The harrowing scenes of bodies and survivors being pulled from the Mediterranean was proof, if any was needed, of the lengths these migrants will go to find sanctuary in Europe. The estimated death toll of those making this perilous journey in 2015 has been put at 1750, with many more expected over the coming year, including families and young children.
The EU must accept some collective responsibility for this tragedy after descending on Libya in 2011. At the time they claimed this was for humanitarian reasons, in the removal of Colonel Muammar Gaddafi, however, this also became a profitable exercise as Libya also had the largest oil reserves in Africa, and was Europe’s largest oil supplier, with countries including Britain and France benefiting. By reneging on their promise of post-conflict rebuilding the EU is now paying the price. In the intervening years Libya has become a ‘hotbed of lawlessness’ and a gateway for migrants fleeing economic instability in their own countries. Crammed onto dilapidated boats by criminal gangs with a promise of a better life, they are effectively unwitting subjects in what has become a ‘modern day slave trade’.
Rather than assisting the inhabitants of these countries, the EU has instead sought to discourage them from attempting to cross the Mediterranean to safety with Italy withdrawing their rescue programme, Mare Nostrum, in 2014.
What did they think would happen? That they would just decide to stay put as the risks of crossing the sea were too great? This has been a wake-up call for the EU, who now realise that they are desperate and will go to any lengths, even risking their lives in the process to reach Europe, as the alternatives of remaining in those countries are too awful to contemplate.
Katie Hopkins, a mini-celebrity in the UK with a career built on making offensive commentary, likened the migrants to ‘cockroaches’, which only serves to highlight that this woman will attach herself to any news story as an opportunity to spout more offensive views, as long as it guarantees headlines, and should be treated with the contempt it deserves.
However, these views are not too dissimilar to the EU’s it seems, who’s reaction to these migrants was to consider them pests, and by scaling back their rescue programme, gave them a stark choice between destitution or to possibly perish in the sea.
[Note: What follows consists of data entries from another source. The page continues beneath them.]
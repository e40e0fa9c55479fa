//! The pluggable error aggregator.

use crate::{ErrorMessage, ErrorPayload, FieldError, OperationError};

/// Collects per-field failures during an operation and finalizes them into
/// an error value.
///
/// The engine only relies on `add`, `fields`, `is_loaded` and `error`, so a
/// consumer can swap in a different error representation by implementing
/// this trait and passing it as the schema's error tool type parameter.
pub trait ErrorTool: Sized + Send + 'static {
    /// The finalized error surfaced to callers.
    type Error: std::error::Error + Send + Sync + 'static;

    /// Creates an empty aggregator for the given top-level message.
    fn new(message: ErrorMessage) -> Self;

    /// Records a failure for `field`. Repeated calls for the same field must
    /// merge rather than overwrite.
    fn add(&mut self, field: &str, value: FieldError);

    /// Returns the field keys recorded so far.
    fn fields(&self) -> Vec<String>;

    /// Returns true once at least one field has been recorded.
    fn is_loaded(&self) -> bool {
        !self.fields().is_empty()
    }

    /// Finalizes the aggregator into the error surfaced to callers.
    fn error(self) -> Self::Error;
}

/// Default aggregator producing an [`OperationError`].
#[derive(Debug, Clone, PartialEq)]
pub struct DefaultErrorTool {
    message: ErrorMessage,
    payload: ErrorPayload,
}

impl DefaultErrorTool {
    /// Returns the payload collected so far.
    pub fn data(&self) -> &ErrorPayload {
        &self.payload
    }

    /// Returns the current top-level message.
    pub fn message(&self) -> ErrorMessage {
        self.message
    }

    /// Replaces the top-level message.
    pub fn set_message(&mut self, message: ErrorMessage) {
        self.message = message;
    }
}

impl ErrorTool for DefaultErrorTool {
    type Error = OperationError;

    fn new(message: ErrorMessage) -> Self {
        Self {
            message,
            payload: ErrorPayload::new(),
        }
    }

    fn add(&mut self, field: &str, value: FieldError) {
        match self.payload.get_mut(field) {
            Some(existing) => existing.merge(value),
            None => {
                self.payload.insert(field.to_string(), value);
            }
        }
    }

    fn fields(&self) -> Vec<String> {
        self.payload.keys().cloned().collect()
    }

    fn is_loaded(&self) -> bool {
        !self.payload.is_empty()
    }

    fn error(self) -> OperationError {
        OperationError {
            message: self.message,
            payload: self.payload,
        }
    }
}
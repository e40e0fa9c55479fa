//! Compiled schemas.

use crate::compiler::{self, CompiledSchema};
use crate::model::Model;
use crate::options::SchemaOptions;
use crate::property::PropertyDefinition;
use crate::rules::Category;
use formwork_types::{DefaultErrorTool, ErrorTool, SchemaResult};
use std::fmt;
use std::marker::PhantomData;
use std::sync::Arc;

/// An immutable, validated schema.
///
/// Building one checks every definition against the rule table and the
/// dependency graph and fails with every problem at once. Once built it is
/// never mutated and can be shared freely; each [`Model`] handed out reads
/// the same compiled data.
///
/// `T` is the error aggregator used by operations.
pub struct Schema<T: ErrorTool = DefaultErrorTool> {
    compiled: Arc<CompiledSchema>,
    _tool: PhantomData<fn() -> T>,
}

impl Schema<DefaultErrorTool> {
    pub fn builder() -> SchemaBuilder<DefaultErrorTool> {
        SchemaBuilder::new()
    }
}

impl<T: ErrorTool> Schema<T> {
    /// Compiles `definitions` (in declaration order) with `options`.
    pub fn new<I, S>(definitions: I, options: SchemaOptions) -> SchemaResult<Self>
    where
        I: IntoIterator<Item = (S, PropertyDefinition)>,
        S: Into<String>,
    {
        let definitions = definitions
            .into_iter()
            .map(|(name, definition)| (name.into(), definition))
            .collect();
        let compiled = compiler::compile(definitions, options)?;
        Ok(Self {
            compiled: Arc::new(compiled),
            _tool: PhantomData,
        })
    }

    /// A handle exposing the entity operations.
    pub fn model(&self) -> Model<T> {
        Model::new(Arc::clone(&self.compiled))
    }

    pub fn options(&self) -> &SchemaOptions {
        &self.compiled.options
    }

    /// Property names in declaration order.
    pub fn property_names(&self) -> impl Iterator<Item = &str> {
        self.compiled.properties.iter().map(|p| p.name.as_str())
    }

    pub fn category(&self, name: &str) -> Option<Category> {
        self.compiled.property(name).map(|p| p.category)
    }

    /// Dependents in the order they are resolved.
    pub fn evaluation_order(&self) -> &[String] {
        self.compiled.graph.evaluation_order()
    }

    /// The immediate sources a dependent reads.
    pub fn sources_of(&self, name: &str) -> &[String] {
        self.compiled.graph.sources_of(name)
    }

    /// The dependents reading `name` directly.
    pub fn dependents_of(&self, name: &str) -> &[String] {
        self.compiled.graph.dependents_of(name)
    }

    pub fn alias_of(&self, virtual_name: &str) -> Option<&str> {
        self.compiled.graph.alias_of(virtual_name)
    }
}

impl<T: ErrorTool> Clone for Schema<T> {
    fn clone(&self) -> Self {
        Self {
            compiled: Arc::clone(&self.compiled),
            _tool: PhantomData,
        }
    }
}

impl<T: ErrorTool> fmt::Debug for Schema<T> {
    fn fmt(&self, f: &mut fmt::Formatter<'_>) -> fmt::Result {
        f.debug_struct("Schema")
            .field("properties", &self.property_names().collect::<Vec<_>>())
            .field("evaluation_order", &self.evaluation_order())
            .field("options", self.options())
            .finish()
    }
}

/// Collects definitions and options for a [`Schema`].
pub struct SchemaBuilder<T: ErrorTool = DefaultErrorTool> {
    definitions: Vec<(String, PropertyDefinition)>,
    options: SchemaOptions,
    _tool: PhantomData<fn() -> T>,
}

impl<T: ErrorTool> SchemaBuilder<T> {
    pub fn new() -> Self {
        Self {
            definitions: Vec::new(),
            options: SchemaOptions::default(),
            _tool: PhantomData,
        }
    }

    /// Declares a property. Declaration order is preserved.
    pub fn property(mut self, name: impl Into<String>, definition: PropertyDefinition) -> Self {
        self.definitions.push((name.into(), definition));
        self
    }

    pub fn options(mut self, options: SchemaOptions) -> Self {
        self.options = options;
        self
    }

    /// Switches the error aggregator.
    pub fn error_tool<U: ErrorTool>(self) -> SchemaBuilder<U> {
        SchemaBuilder {
            definitions: self.definitions,
            options: self.options,
            _tool: PhantomData,
        }
    }

    pub fn build(self) -> SchemaResult<Schema<T>> {
        Schema::new(self.definitions, self.options)
    }
}

impl<T: ErrorTool> Default for SchemaBuilder<T> {
    fn default() -> Self {
        Self::new()
    }
}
It is yet another reminder that while they will eagerly give their support to events such as the Charlie Hebdo crisis, a European crisis with a loss of life of 17, and in which almost 50 world leaders turned out for the march in Paris, when it comes to the African continent they have become de-sensitized, as in the case of the Rwandan Genocide of 1994, where they turned a blind eye and allowed 800,000 people to be murdered, and did not inspire any real sense of urgency as they had nothing to gain substantially.
As they now scramble to mend their damaged reputation in the eyes of the world, they finally appreciate that slamming the door on a problem partially of their own creation and hoping it will just go away, is an unacceptable and unsatisfactory solution.